McKINNEY, Texas – Electro-optical surveillance experts at the Raytheon Co. needed a high-definition short-wave infrared (SWIR) camera for tactical imaging applications. They found their solution from Quantum Imaging Inc. in Colorado Springs, Colo.
Officials of the Raytheon Space and Airborne Systems segment in McKinney, Texas, have awarded a $13.5 million order to Quantum Imaging for a high-definition SWIR camera for tactical imaging applications.
Quantum Imaging uses on-chip processing and offers resolution of 1280-by-1024-pixels. The camera is based on a sensor designed and manufactured by Quantum Imaging parent company SemiConductor Devices (SCD) in Misgav, Israel.
"Our strategy is to leverage SCD's cutting-edge sensors to significantly improve the performance of imaging and night vision systems used for both military and commercial applications," says Mark Fydenkevez, president and CEO of Quantum Imaging.
Raytheon engineers will apply Quantum Imaging SWIR cameras to enhance a family of products that provides detailed intelligence data from the visual and infrared spectrum to support U.S. military, civilian and allied missions.
Quantum Imaging manufactures the QI-SWIR-HD10 miniaturized high-definition SWIR camera module that images in the spectral range of 0.5 to 1.7 microns. The camera uses an indium gallium arsenide (InGaAs) detector with 10-by-10-micron pixel pitch and integral antiblooming.
On-board correlated double sampling delivers a dynamic range in excess of 70dB with read noise of less than 40 rms electrons in cooled operation making it suitable for light-starved applications.
Available with 16 bit CameraLink and analog NTSC output, the QI-SWIR-HD10 will run from 30 to 60 frames per second. Automatic gain and exposure control are available to optimize image quality over a large range of imaging conditions.

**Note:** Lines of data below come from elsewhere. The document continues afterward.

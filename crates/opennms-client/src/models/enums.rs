//! Coded enumerations
//!
//! OpenNMS encodes most status-like fields as short codes (`"A"`, `"M"`, `1`).
//! Each enumeration carries a fixed lookup table of `(variant, code, label)`;
//! decoding accepts either the code or the label, and anything else is an
//! [`OnmsError::UnknownEnumerationCode`].

use crate::error::OnmsError;
use serde::{Serialize, Serializer};
use std::fmt;

/// An enumeration decoded from a fixed code table
pub trait CodedEnum: Sized + Copy + PartialEq + 'static {
    /// Human-readable kind used in error messages
    const KIND: &'static str;
    /// `(variant, wire code, label)` rows
    const TABLE: &'static [(Self, &'static str, &'static str)];

    /// Resolve a wire code (or label) to a variant
    fn from_code(code: &str) -> Result<Self, OnmsError> {
        Self::TABLE
            .iter()
            .find(|(_, c, label)| *c == code || label.eq_ignore_ascii_case(code))
            .map(|(variant, _, _)| *variant)
            .ok_or_else(|| OnmsError::UnknownEnumerationCode {
                kind: Self::KIND,
                code: code.to_string(),
            })
    }

    /// Wire code for this variant
    fn code(self) -> &'static str {
        Self::TABLE
            .iter()
            .find(|(variant, _, _)| *variant == self)
            .map(|(_, code, _)| *code)
            .unwrap_or_default()
    }

    fn label(self) -> &'static str {
        Self::TABLE
            .iter()
            .find(|(variant, _, _)| *variant == self)
            .map(|(_, _, label)| *label)
            .unwrap_or_default()
    }
}

macro_rules! coded_enum {
    (
        $(#[$meta:meta])*
        $name:ident, $kind:literal {
            $( $variant:ident => $code:literal, $label:literal; )+
        }
    ) => {
        $(#[$meta])*
        #[derive(Debug, Clone, Copy, PartialEq, Eq, Hash)]
        pub enum $name {
            $( $variant, )+
        }

        impl CodedEnum for $name {
            const KIND: &'static str = $kind;
            const TABLE: &'static [(Self, &'static str, &'static str)] = &[
                $( ($name::$variant, $code, $label), )+
            ];
        }

        impl fmt::Display for $name {
            fn fmt(&self, f: &mut fmt::Formatter<'_>) -> fmt::Result {
                f.write_str(self.label())
            }
        }

        impl Serialize for $name {
            fn serialize<S: Serializer>(&self, serializer: S) -> Result<S::Ok, S::Error> {
                serializer.serialize_str(self.label())
            }
        }
    };
}

coded_enum! {
    /// How a node's label was chosen
    NodeLabelSource, "node label source" {
        Unknown => " ", "UNKNOWN";
        Address => "A", "ADDRESS";
        Hostname => "H", "HOSTNAME";
        Netbios => "N", "NETBIOS";
        Sysname => "S", "SYSNAME";
        User => "U", "USER";
    }
}

coded_enum! {
    /// Node lifecycle state
    NodeType, "node type" {
        Active => "A", "ACTIVE";
        Deleted => "D", "DELETED";
        Unknown => " ", "UNKNOWN";
    }
}

coded_enum! {
    /// Management state of an IP interface
    ManagedType, "managed type" {
        Managed => "M", "MANAGED";
        Alias => "A", "ALIAS";
        Deleted => "D", "DELETED";
        Unmanaged => "U", "UNMANAGED";
        NotPolled => "N", "NOT_POLLED";
        RemoteOnly => "X", "REMOTE_ONLY";
    }
}

coded_enum! {
    /// SNMP primary flag of an IP interface
    PrimaryType, "primary type" {
        Primary => "P", "PRIMARY";
        Secondary => "S", "SECONDARY";
        NotEligible => "N", "NOT_ELIGIBLE";
    }
}

coded_enum! {
    /// ifAdminStatus / ifOperStatus (RFC 2863)
    SnmpStatus, "SNMP status" {
        Up => "1", "UP";
        Down => "2", "DOWN";
        Testing => "3", "TESTING";
        Unknown => "4", "UNKNOWN";
        Dormant => "5", "DORMANT";
        NotPresent => "6", "NOT_PRESENT";
        LowerLayerDown => "7", "LOWER_LAYER_DOWN";
    }
}

coded_enum! {
    /// Data-collection flag of an SNMP interface
    CollectType, "collect type" {
        Collect => "C", "COLLECT";
        NoCollect => "N", "NO_COLLECT";
        UserCollect => "UC", "USER_COLLECT";
        UserNoCollect => "UN", "USER_NO_COLLECT";
    }
}

coded_enum! {
    /// Polling state of a monitored service
    ServiceStatus, "service status" {
        Managed => "A", "MANAGED";
        Unmanaged => "U", "UNMANAGED";
        Deleted => "D", "DELETED";
        ForcedUnmanaged => "F", "FORCED_UNMANAGED";
        NotMonitored => "N", "NOT_MONITORED";
        RescanToResume => "R", "RESCAN_TO_RESUME";
        RescanToSuspend => "S", "RESCAN_TO_SUSPEND";
        RemotelyMonitored => "X", "REMOTELY_MONITORED";
    }
}

coded_enum! {
    /// Operator feedback on a correlated situation
    FeedbackType, "feedback type" {
        FalsePositive => "FALSE_POSITIVE", "FALSE_POSITIVE";
        FalseNegative => "FALSE_NEGATIVE", "FALSE_NEGATIVE";
        Correct => "CORRECT", "CORRECT";
        Unknown => "UNKNOWN", "UNKNOWN";
    }
}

A proprietary non-uniformity correction NUC provides high quality imagery over -40 to 70 degrees Celsius operating conditions. The camera also operates either in a conventional SWIR imaging mode, or in asynchronous laser pulse detection (ALPD).
In ALPD mode, the detector serves as a two-dimensional sensor that can capture short-duration laser pulses and provide the x-y position of those pulses during the day and at night.